On my region's web site (SET), I am able to look at trucks in inventory (in various stages of delivery) throughout the region. I found a truck that was exactly (or close enough not to matter) to what I wanted. The trucks have an identifying number on the web site.

I then looked on the website for dealers reasonably close (as far as you are willing to go). Then go to each dealer website and submit a request through their "internet department" for a best price quote on the exact truck number you found in inventory.

You get decent prices without much hassle this way. They know they are competing with other dealers, and if they don't give you the best price up front, you'll take one of the others. In fact, if you really want to deal with your local dealer, bring the best internet price on the specific truck you found to them, and they'll probably beat it.

Now, you can take the truck you found, or use the price as a ballpark for a custom order.

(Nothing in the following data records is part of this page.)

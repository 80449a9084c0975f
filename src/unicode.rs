// Script classification by code-point range.
//
// Only the blocks needed to tell catalog scripts apart are listed. Anything
// outside them (digits, symbols, scripts no catalog language uses) yields
// `None` and never filters candidates.

use crate::lang::Script;

// Basic Latin letters, Latin-1 letters, Latin Extended-A/B, IPA, Latin
// Extended Additional (Vietnamese).
#[inline(always)]
pub fn is_latin(c: char) -> bool {
    matches!(c as u32,
        0x0041..=0x005A |
        0x0061..=0x007A |
        0x00AA | 0x00BA |
        0x00C0..=0x00D6 |
        0x00D8..=0x00F6 |
        0x00F8..=0x024F |
        0x0250..=0x02AF |
        0x1E00..=0x1EFF |
        0xFF21..=0xFF3A | // Fullwidth A-Z
        0xFF41..=0xFF5A   // Fullwidth a-z
    )
}

#[inline(always)]
pub fn is_greek(c: char) -> bool {
    matches!(c as u32, 0x0370..=0x03FF | 0x1F00..=0x1FFF)
}

#[inline(always)]
pub fn is_cyrillic(c: char) -> bool {
    matches!(c as u32, 0x0400..=0x052F | 0x1C80..=0x1C8F | 0x2DE0..=0x2DFF | 0xA640..=0xA69F)
}

#[inline(always)]
pub fn is_armenian(c: char) -> bool {
    matches!(c as u32, 0x0530..=0x058F | 0xFB13..=0xFB17)
}

#[inline(always)]
pub fn is_hebrew(c: char) -> bool {
    matches!(c as u32, 0x0590..=0x05FF | 0xFB1D..=0xFB4F)
}

// Arabic + Supplement + Presentation Forms A/B.
#[inline(always)]
pub fn is_arabic(c: char) -> bool {
    matches!(c as u32,
        0x0600..=0x06FF |
        0x0750..=0x077F |
        0x08A0..=0x08FF |
        0xFB50..=0xFDFF |
        0xFE70..=0xFEFF
    )
}

#[inline(always)]
pub fn is_devanagari(c: char) -> bool {
    matches!(c as u32, 0x0900..=0x097F | 0xA8E0..=0xA8FF)
}

#[inline(always)]
pub fn is_bengali(c: char) -> bool {
    matches!(c as u32, 0x0980..=0x09FF)
}

#[inline(always)]
pub fn is_thai(c: char) -> bool {
    matches!(c as u32, 0x0E00..=0x0E7F)
}

#[inline(always)]
pub fn is_georgian(c: char) -> bool {
    matches!(c as u32, 0x10A0..=0x10FF | 0x1C90..=0x1CBF | 0x2D00..=0x2D2F)
}

// Hangul syllables + jamo + compatibility + extended ranges.
#[inline(always)]
pub fn is_hangul(c: char) -> bool {
    matches!(c as u32,
        0xAC00..=0xD7AF  | // Syllables
        0x1100..=0x11FF  | // Jamo
        0x3130..=0x318F  | // Compatibility Jamo
        0xA960..=0xA97F  | // Jamo Ext A
        0xD7B0..=0xD7FF    // Jamo Ext B
    )
}

// Hiragana block.
#[inline(always)]
pub fn is_hiragana(c: char) -> bool {
    matches!(c as u32, 0x3040..=0x309F)
}

// Katakana + phonetic extensions + halfwidth forms.
#[inline(always)]
pub fn is_katakana(c: char) -> bool {
    matches!(c as u32,
        0x30A0..=0x30FF  | // Katakana
        0x31F0..=0x31FF  | // Phonetic Extensions
        0xFF66..=0xFF9F    // Halfwidth Katakana
    )
}

// CJK Unified Ideographs, Extension A, Compatibility, Extension B.
#[inline(always)]
pub fn is_han(c: char) -> bool {
    matches!(c as u32,
        0x3400..=0x4DBF   |
        0x4E00..=0x9FFF   |
        0xF900..=0xFAFF   |
        0x20000..=0x2A6DF
    )
}

/// Script of a single character, if it belongs to one the catalog uses.
#[inline]
pub fn script_of(c: char) -> Option<Script> {
    if c.is_ascii() {
        return c.is_ascii_alphabetic().then_some(Script::Latin);
    }
    let script = if is_latin(c) {
        Script::Latin
    } else if is_cyrillic(c) {
        Script::Cyrillic
    } else if is_greek(c) {
        Script::Greek
    } else if is_arabic(c) {
        Script::Arabic
    } else if is_hebrew(c) {
        Script::Hebrew
    } else if is_armenian(c) {
        Script::Armenian
    } else if is_devanagari(c) {
        Script::Devanagari
    } else if is_bengali(c) {
        Script::Bengali
    } else if is_thai(c) {
        Script::Thai
    } else if is_georgian(c) {
        Script::Georgian
    } else if is_hiragana(c) {
        Script::Hiragana
    } else if is_katakana(c) {
        Script::Katakana
    } else if is_hangul(c) {
        Script::Hangul
    } else if is_han(c) {
        Script::Han
    } else {
        return None;
    };
    Some(script)
}

/// Set of scripts seen in a text, one bit per [`Script`].
#[derive(Debug, Default, Clone, Copy, PartialEq, Eq)]
pub struct ScriptSet(u16);

impl ScriptSet {
    #[inline(always)]
    pub fn insert(&mut self, script: Script) {
        self.0 |= script.bit();
    }

    #[inline(always)]
    pub fn contains(&self, script: Script) -> bool {
        self.0 & script.bit() != 0
    }

    #[inline(always)]
    pub fn is_empty(&self) -> bool {
        self.0 == 0
    }

    #[inline(always)]
    pub(crate) fn intersects_bits(&self, bits: u16) -> bool {
        self.0 & bits != 0
    }

    pub fn iter(&self) -> impl Iterator<Item = Script> + '_ {
        Script::ALL.into_iter().filter(|s| self.contains(*s))
    }
}

impl FromIterator<Script> for ScriptSet {
    fn from_iter<I: IntoIterator<Item = Script>>(iter: I) -> Self {
        let mut set = ScriptSet::default();
        for script in iter {
            set.insert(script);
        }
        set
    }
}
mod app;
mod catalog;
mod config;
mod error;
mod files;
mod input;
mod output;
mod runner;
mod sample;
mod stats;
mod task;
mod telemetry;

pub use app::{AppOptions, Outcome, prompt_user, resolve_properties, run, run_with_io};
pub use catalog::{Catalog, Job, PreparedJob};
pub use config::{
    DEFAULT_CONFIG_PATH, Properties, REQUIRED_PROPERTIES, RUNNER_INPUT_FILE,
    RUNNER_INPUT_PROCESS_SIZE, RUNNER_INPUT_SKIP_MALFORMED, RUNNER_INPUT_SKIP_SIZE,
    RUNNER_PARSER_CLASS, RUNNER_TASK_BATCH_SIZE, RUNNER_TASK_CLASS, RUNNER_TASK_THREADS,
    RunnerSettings,
};
pub use error::Error;
pub use files::{FileWriterRegistry, OUTPUT_DIR, TaskFileWriter};
pub use input::{
    IntegerLineParser, LineParser, LineReader, PairIntegerCsvLineParser, StringLineParser,
};
pub use output::{
    CsvStatisticsOutputWriter, LogStatisticsOutputWriter, StatisticsOutputWriter, truncate_decimal,
};
pub use runner::{
    Batch, BatchContainer, BatchOutcome, BatchStatus, PROGRESS_INTERVAL, RunReport, TaskRunner,
};
pub use sample::{NumberAggregatorTask, PairAggregatorTask, WordCountTask};
pub use stats::{AggregateSummary, Aggregator, StatsRegistry};
pub use task::{Context, DefaultContext, RunScope, Task};
pub use telemetry::setup_logging;

/// Runs `task` over every line of the file at `input` with the given parallelism and returns the
/// run summary.
///
/// This is the shortest way to drive the harness from code. Records are produced by `parser` on the
/// calling thread and handed to `num_threads` workers in batches of `batch_size`; the statistics
/// gathered by the task are logged once all batches completed and returned in the [`RunReport`].
///
/// # Example
///
/// ```no_run
/// use batch_runner::{DefaultContext, IntegerLineParser, NumberAggregatorTask, execute};
///
/// let report = execute(
///     "numbers.txt",
///     &IntegerLineParser,
///     &NumberAggregatorTask,
///     &DefaultContext,
///     4,
///     1000,
/// )?;
/// println!("sum = {:?}", report.counter("SUM_VALUES"));
/// # Ok::<(), batch_runner::Error>(())
/// ```
pub fn execute<T, P>(
    input: impl AsRef<std::path::Path>,
    parser: &P,
    task: &T,
    context: &T::Context,
    num_threads: usize,
    batch_size: usize,
) -> Result<RunReport, Error>
where
    T: Task,
    P: LineParser<Record = T::Record> + ?Sized,
{
    TaskRunner::new(num_threads, batch_size)?.execute_task(input, parser, task, context)
}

In my case, and this is probably typical, the specific truck I found wasn't available (it was probably custom ordered for somebody else with good taste :clown: ).

So, I just asked if it could be ordered for me (at the same price), swapped around a few minor options (mudflaps, floor mats, etc.) and I was all set.

I may not have gotten the absolutely best price in the world (who know, really), but it was quite a bit less than list, and that is what everybody was asking initially as a "walk on to the lot" customer, so I know I at least saved a lot of time and hassle trying to negotiate down to the price I got ("let me talk to my sales manager" :rolleyes: ).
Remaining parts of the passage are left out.